▶ Your goal: Please copy each line in the records below that contains the string "ForensicTool".

[Information given Boundary: Start]

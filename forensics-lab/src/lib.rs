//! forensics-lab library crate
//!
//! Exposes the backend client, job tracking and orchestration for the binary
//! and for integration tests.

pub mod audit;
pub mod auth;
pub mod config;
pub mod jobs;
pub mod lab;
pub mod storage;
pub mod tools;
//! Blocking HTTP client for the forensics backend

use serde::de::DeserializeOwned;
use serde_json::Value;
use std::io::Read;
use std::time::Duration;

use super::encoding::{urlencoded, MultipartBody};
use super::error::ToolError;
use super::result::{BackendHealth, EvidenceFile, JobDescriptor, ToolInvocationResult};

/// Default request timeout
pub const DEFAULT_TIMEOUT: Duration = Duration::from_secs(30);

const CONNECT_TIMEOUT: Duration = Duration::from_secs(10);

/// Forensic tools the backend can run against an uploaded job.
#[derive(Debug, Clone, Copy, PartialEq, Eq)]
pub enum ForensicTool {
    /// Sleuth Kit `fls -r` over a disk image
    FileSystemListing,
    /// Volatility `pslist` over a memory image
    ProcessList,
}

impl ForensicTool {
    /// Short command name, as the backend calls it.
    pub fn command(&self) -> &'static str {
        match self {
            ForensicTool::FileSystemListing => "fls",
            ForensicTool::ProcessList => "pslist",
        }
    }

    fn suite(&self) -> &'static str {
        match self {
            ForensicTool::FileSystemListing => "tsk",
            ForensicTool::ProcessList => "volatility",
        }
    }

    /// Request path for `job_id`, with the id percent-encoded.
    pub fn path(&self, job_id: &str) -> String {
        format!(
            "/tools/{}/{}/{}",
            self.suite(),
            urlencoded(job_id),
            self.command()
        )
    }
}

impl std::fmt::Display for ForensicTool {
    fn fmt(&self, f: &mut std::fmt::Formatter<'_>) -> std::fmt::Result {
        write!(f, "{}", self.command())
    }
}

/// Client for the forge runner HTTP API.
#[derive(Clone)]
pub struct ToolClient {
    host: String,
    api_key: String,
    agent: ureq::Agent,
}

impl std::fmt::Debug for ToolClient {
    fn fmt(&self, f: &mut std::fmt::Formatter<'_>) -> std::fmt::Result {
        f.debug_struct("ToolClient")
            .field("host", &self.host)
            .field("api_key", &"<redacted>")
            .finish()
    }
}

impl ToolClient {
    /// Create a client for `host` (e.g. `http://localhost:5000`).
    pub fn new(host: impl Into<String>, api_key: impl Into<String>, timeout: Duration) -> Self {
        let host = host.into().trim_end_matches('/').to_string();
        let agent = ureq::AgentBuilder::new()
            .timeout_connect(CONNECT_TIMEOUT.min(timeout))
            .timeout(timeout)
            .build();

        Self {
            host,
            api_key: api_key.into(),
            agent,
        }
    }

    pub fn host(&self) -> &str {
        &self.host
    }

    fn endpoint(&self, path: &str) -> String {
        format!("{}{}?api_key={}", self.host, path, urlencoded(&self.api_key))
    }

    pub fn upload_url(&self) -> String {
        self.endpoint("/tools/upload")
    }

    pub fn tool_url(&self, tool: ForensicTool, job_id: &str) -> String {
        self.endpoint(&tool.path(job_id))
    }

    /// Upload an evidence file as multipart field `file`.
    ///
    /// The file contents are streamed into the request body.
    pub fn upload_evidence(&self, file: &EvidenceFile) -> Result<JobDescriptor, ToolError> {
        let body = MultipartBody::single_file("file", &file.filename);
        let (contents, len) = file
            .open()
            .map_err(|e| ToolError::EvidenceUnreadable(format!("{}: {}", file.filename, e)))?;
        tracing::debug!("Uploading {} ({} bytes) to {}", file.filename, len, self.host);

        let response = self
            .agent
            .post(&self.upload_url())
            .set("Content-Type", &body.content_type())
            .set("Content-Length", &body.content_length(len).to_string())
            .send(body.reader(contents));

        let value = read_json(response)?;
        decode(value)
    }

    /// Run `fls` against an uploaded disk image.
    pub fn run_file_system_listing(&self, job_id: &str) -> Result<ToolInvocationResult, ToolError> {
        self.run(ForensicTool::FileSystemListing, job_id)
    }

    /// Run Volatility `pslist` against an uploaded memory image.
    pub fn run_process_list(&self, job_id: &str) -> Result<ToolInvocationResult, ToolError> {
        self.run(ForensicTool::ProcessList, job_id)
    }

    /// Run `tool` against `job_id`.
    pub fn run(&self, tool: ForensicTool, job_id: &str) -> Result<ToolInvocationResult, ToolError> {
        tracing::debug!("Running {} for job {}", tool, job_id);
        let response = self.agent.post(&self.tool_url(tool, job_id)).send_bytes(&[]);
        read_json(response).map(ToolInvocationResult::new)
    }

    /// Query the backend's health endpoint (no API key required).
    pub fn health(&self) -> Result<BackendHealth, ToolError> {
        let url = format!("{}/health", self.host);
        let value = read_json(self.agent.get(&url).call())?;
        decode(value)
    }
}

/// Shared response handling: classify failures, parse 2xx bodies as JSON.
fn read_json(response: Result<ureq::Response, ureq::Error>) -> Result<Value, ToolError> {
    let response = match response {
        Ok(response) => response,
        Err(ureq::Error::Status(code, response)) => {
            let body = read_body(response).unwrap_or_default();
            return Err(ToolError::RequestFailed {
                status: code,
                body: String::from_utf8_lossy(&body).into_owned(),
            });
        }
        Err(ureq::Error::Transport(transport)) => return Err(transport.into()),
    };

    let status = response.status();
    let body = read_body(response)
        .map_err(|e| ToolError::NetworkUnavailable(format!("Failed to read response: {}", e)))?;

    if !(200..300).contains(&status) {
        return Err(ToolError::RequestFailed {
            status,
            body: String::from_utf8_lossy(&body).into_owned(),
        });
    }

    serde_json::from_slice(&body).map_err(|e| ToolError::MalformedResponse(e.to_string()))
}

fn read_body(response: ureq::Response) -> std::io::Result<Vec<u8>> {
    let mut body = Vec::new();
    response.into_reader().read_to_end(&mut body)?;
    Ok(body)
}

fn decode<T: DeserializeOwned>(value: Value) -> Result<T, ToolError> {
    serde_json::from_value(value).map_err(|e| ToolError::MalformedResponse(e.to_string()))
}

[Information given Boundary: End]

▶ Answer for this exercise:
pub enum ForensicTool {
impl ForensicTool {
            ForensicTool::FileSystemListing => "fls",
            ForensicTool::ProcessList => "pslist",
            ForensicTool::FileSystemListing => "tsk",
            ForensicTool::ProcessList => "volatility",
impl std::fmt::Display for ForensicTool {
    pub fn tool_url(&self, tool: ForensicTool, job_id: &str) -> String {
        self.run(ForensicTool::FileSystemListing, job_id)
        self.run(ForensicTool::ProcessList, job_id)
    pub fn run(&self, tool: ForensicTool, job_id: &str) -> Result<ToolInvocationResult, ToolError> {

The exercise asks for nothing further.